今月のグラフ(2021年6月) 米国の労働参加率と失業期間からみるコロナ後の雇用

2021/06/01 細尾 忠生
今月のグラフ
海外マクロ経済

米国経済は、大型の景気支援策の効果や、ワクチン接種の進展などから、景気回復の勢いが加速している。一方、景気回復にともない雇用も順調に回復しているものの、労働市場の状況には少し注意が必要である。米国の家計調査によると、「雇用者数」は、2019年12月に1億5,874万人とコロナ前のピークをつけた後、最悪期の2020年4月にかけて2,537万人減少した。このうち、「失業者」は1,727万人増加、雇用減少の約7割を占めた。同時に、そもそも職探しを断念し労働市場から退出、統計上の「非労働力人口」になった人々が782万人にのぼり、雇用減少のおよそ3割を占めた。

統計上の定義を整理すると、「生産年齢人口(16歳以上人口)」は、「労働力人口」と「非労働力人口」に区分され、このうち、「労働力人口」は、「就業者・雇用者」と「失業者」に区分される。今回の雇用悪化の特徴は、「失業者」の増加に加え、「非労働力人口」が急増(「労働力人口」が急減)し、労働参加率(労働力人口÷生産年齢人口)が大幅低下したことであり、これは、リーマン危機をはじめ過去の景気後退時にはみられなかった現象である。労働者の属性別にみると、労働参加率低下は、女性や大卒未満といった相対的に立場の弱い労働者で顕著とはいえ、男性や大卒者など全ての属性に共通している。

労働参加率低下の背景には、コロナ禍の特殊要因があった。第一に、コロナの感染が拡大した当初、経済活動を制限するロックダウンがいつまで続くのか見通せず、職探しをいったん断念した人が多数いたこと。第二に、その後、経済活動が段階的に再開されても、感染懸念から職探しに踏み切れない人々が多いこと。第三に、就学期の子供を抱え、学校再開の遅れにより仕事に出られない人々が存在することである。なお、労働参加率とは関係ないが、景気支援策の一環で失業保険給付が上積みされているため失業者にとどまる人々が多数存在しており、好調な米経済も、労働市場に着目すると一様ではない状況が浮かび上がる。

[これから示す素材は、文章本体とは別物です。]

//! Solvers and fixtures shared by unit tests.

use core::cell::RefCell;
use futures_util::FutureExt;
use futures_util::future::LocalBoxFuture;
use minewarp_protocol::{
    BoardRequest, BoardResponse, CELL_FLAG, CELL_UNKNOWN, EndgameResponse, WireCoord,
};

use crate::*;

/// Enumerates every mine layout of the unknown cells. Only usable on tiny boards.
#[derive(Debug)]
pub struct ExhaustiveSolver {
    /// Largest number of unknown cells that still counts as an endgame.
    pub endgame_limit: usize,
    pub requests: RefCell<Vec<BoardRequest>>,
}

impl Default for ExhaustiveSolver {
    fn default() -> Self {
        Self {
            endgame_limit: 8,
            requests: RefCell::default(),
        }
    }
}

impl ExhaustiveSolver {
    fn probabilities(&self, request: &BoardRequest) -> Option<Vec<f32>> {
        self.requests.borrow_mut().push(request.clone());

        let rows = request.rows as i64;
        let cols = request.cols as i64;
        let board = &request.board;
        let unknown: Vec<usize> = (0..board.len())
            .filter(|&idx| board[idx] == CELL_UNKNOWN)
            .collect();
        assert!(unknown.len() <= 20, "board too large to enumerate");

        let flags = board.iter().filter(|&&value| value == CELL_FLAG).count() as u32;
        let need = request.mines.checked_sub(flags)?;

        let mut hits = vec![0u64; unknown.len()];
        let mut total = 0u64;
        for mask in 0u32..(1 << unknown.len()) {
            if mask.count_ones() != need {
                continue;
            }
            let is_mine = |idx: usize| {
                board[idx] == CELL_FLAG
                    || unknown
                        .iter()
                        .position(|&u| u == idx)
                        .is_some_and(|bit| mask & (1 << bit) != 0)
            };
            let consistent = (0..board.len()).filter(|&idx| board[idx] >= 0).all(|idx| {
                let (row, col) = (idx as i64 / cols, idx as i64 % cols);
                let mut around = 0;
                for d_row in -1..=1 {
                    for d_col in -1..=1 {
                        let (r, c) = (row + d_row, col + d_col);
                        if (d_row, d_col) != (0, 0)
                            && (0..rows).contains(&r)
                            && (0..cols).contains(&c)
                            && is_mine((r * cols + c) as usize)
                        {
                            around += 1;
                        }
                    }
                }
                around == board[idx]
            });
            if consistent {
                total += 1;
                for (bit, hit) in hits.iter_mut().enumerate() {
                    if mask & (1 << bit) != 0 {
                        *hit += 1;
                    }
                }
            }
        }

        if total == 0 {
            return None;
        }

        let mut probabilities: Vec<f32> = board
            .iter()
            .map(|&value| if value == CELL_FLAG { 100.0 } else { 0.0 })
            .collect();
        for (bit, &idx) in unknown.iter().enumerate() {
            probabilities[idx] = (hits[bit] as f64 / total as f64 * 100.0) as f32;
        }
        Some(probabilities)
    }

    fn board_response(&self, request: &BoardRequest) -> BoardResponse {
        let unknown = request.board.iter().filter(|&&v| v == CELL_UNKNOWN).count();
        match self.probabilities(request) {
            Some(probabilities) => BoardResponse {
                feasible: true,
                probabilities,
                endgame_eligible: unknown <= self.endgame_limit,
            },
            None => BoardResponse {
                feasible: false,
                probabilities: Vec::new(),
                endgame_eligible: false,
            },
        }
    }

    /// Picks the safest unknown cell; its safety stands in for the win chance.
    fn endgame_response(&self, request: &BoardRequest) -> EndgameResponse {
        let Some(probabilities) = self.probabilities(request) else {
            return EndgameResponse {
                feasible: false,
                win_probability: 0.0,
                best_move: None,
            };
        };

        let best = (0..request.board.len())
            .filter(|&idx| request.board[idx] == CELL_UNKNOWN)
            .min_by(|&a, &b| probabilities[a].total_cmp(&probabilities[b]));

        EndgameResponse {
            feasible: true,
            win_probability: best.map_or(1.0, |idx| 1.0 - probabilities[idx] / 100.0),
            best_move: best.map(|idx| WireCoord {
                row: idx as u32 / request.cols,
                col: idx as u32 % request.cols,
            }),
        }
    }

    pub fn request_count(&self) -> usize {
        self.requests.borrow().len()
    }
}

impl MineSolver for ExhaustiveSolver {
    fn solve_board<'a>(
        &'a self,
        request: &'a BoardRequest,
    ) -> LocalBoxFuture<'a, Result<BoardResponse, SolverError>> {
        async move { Ok(self.board_response(request)) }.boxed_local()
    }

    fn solve_endgame<'a>(
        &'a self,
        request: &'a BoardRequest,
    ) -> LocalBoxFuture<'a, Result<EndgameResponse, SolverError>> {
        async move { Ok(self.endgame_response(request)) }.boxed_local()
    }
}

/// Answers every cell with the same probability.
#[derive(Debug)]
pub struct FixedSolver {
    pub probability: f32,
}

impl MineSolver for FixedSolver {
    fn solve_board<'a>(
        &'a self,
        request: &'a BoardRequest,
    ) -> LocalBoxFuture<'a, Result<BoardResponse, SolverError>> {
        let response = BoardResponse {
            feasible: true,
            probabilities: vec![self.probability; request.cell_count()],
            endgame_eligible: false,
        };
        async move { Ok(response) }.boxed_local()
    }

    fn solve_endgame<'a>(
        &'a self,
        _request: &'a BoardRequest,
    ) -> LocalBoxFuture<'a, Result<EndgameResponse, SolverError>> {
        async move {
            Ok(EndgameResponse {
                feasible: false,
                win_probability: 0.0,
                best_move: None,
            })
        }
        .boxed_local()
    }
}

#[derive(Debug)]
pub struct FailingSolver;

impl MineSolver for FailingSolver {
    fn solve_board<'a>(
        &'a self,
        _request: &'a BoardRequest,
    ) -> LocalBoxFuture<'a, Result<BoardResponse, SolverError>> {
        async move { Err(SolverError::Transport("solver offline".into())) }.boxed_local()
    }

    fn solve_endgame<'a>(
        &'a self,
        _request: &'a BoardRequest,
    ) -> LocalBoxFuture<'a, Result<EndgameResponse, SolverError>> {
        async move { Err(SolverError::Transport("solver offline".into())) }.boxed_local()
    }
}

/// Changes the host's board while the first board solve is running, then
/// answers like [`ExhaustiveSolver`] for the board it was asked about.
pub struct MidSolveEdit<'h, H> {
    host: &'h RefCell<H>,
    edit: RefCell<Option<Box<dyn FnOnce(&mut H) + 'h>>>,
    inner: ExhaustiveSolver,
}

impl<'h, H> MidSolveEdit<'h, H> {
    pub fn new(host: &'h RefCell<H>, edit: impl FnOnce(&mut H) + 'h) -> Self {
        Self {
            host,
            edit: RefCell::new(Some(Box::new(edit))),
            inner: ExhaustiveSolver::default(),
        }
    }
}

impl<H> MineSolver for MidSolveEdit<'_, H> {
    fn solve_board<'a>(
        &'a self,
        request: &'a BoardRequest,
    ) -> LocalBoxFuture<'a, Result<BoardResponse, SolverError>> {
        let edit = self.edit.borrow_mut().take();
        if let Some(edit) = edit {
            edit(&mut *self.host.borrow_mut());
        }
        self.inner.solve_board(request)
    }

    fn solve_endgame<'a>(
        &'a self,
        request: &'a BoardRequest,
    ) -> LocalBoxFuture<'a, Result<EndgameResponse, SolverError>> {
        self.inner.solve_endgame(request)
    }
}

/// Engine with a fixed layout that has not been clicked yet.
pub fn preset_engine(size: Coord2, mines: &[Coord2]) -> PlayEngine {
    let layout = MineLayout::from_mine_coords(size, mines).unwrap();
    let config = GameConfig::new_unchecked(size, layout.mine_count());
    PlayEngine::new(config, MinePlacement::Preset(layout))
}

一方、コロナ禍に特有の要因で参加率が低下したのなら、コロナ克服後は参加率の回復が期待できるが、それにより雇用が改善するか必ずしも楽観視できない。失業期間が長期化しているためである。すなわち、黒人、ヒスパニックなどマイノリティを中心に、今なお職を見つけられず失業期間が長期化している人々が増加、コロナ禍で「非労働力人口」になった人が求職活動の再開後、すぐに職がみつかるわけではないことを示唆している。特に、コロナ後の世界では、デジタル化の一層の進展など経済構造が大きく変化する中、各人の熟練(スキル)によっては、職探しが困難となる人々が増加するリスクが高い。

実際、雇用の減少幅は最悪期の2,537万人減から、足元は756万人減まで持ち直したが、これはリーマン危機後の最悪時の837万人減とほぼ同水準であり、雇用環境はいまだリーマン危機当時とほとんど変わらない。一見すると好調な米経済も、内側に様々な問題を抱える。マイノリティの雇用環境は、与党・民主党が重視する政策分野でもあり、このような構造問題が、今後、米経済にどのような影響を与えるのか、米中の景気回復に依存する日本経済にとっても重要な視点である。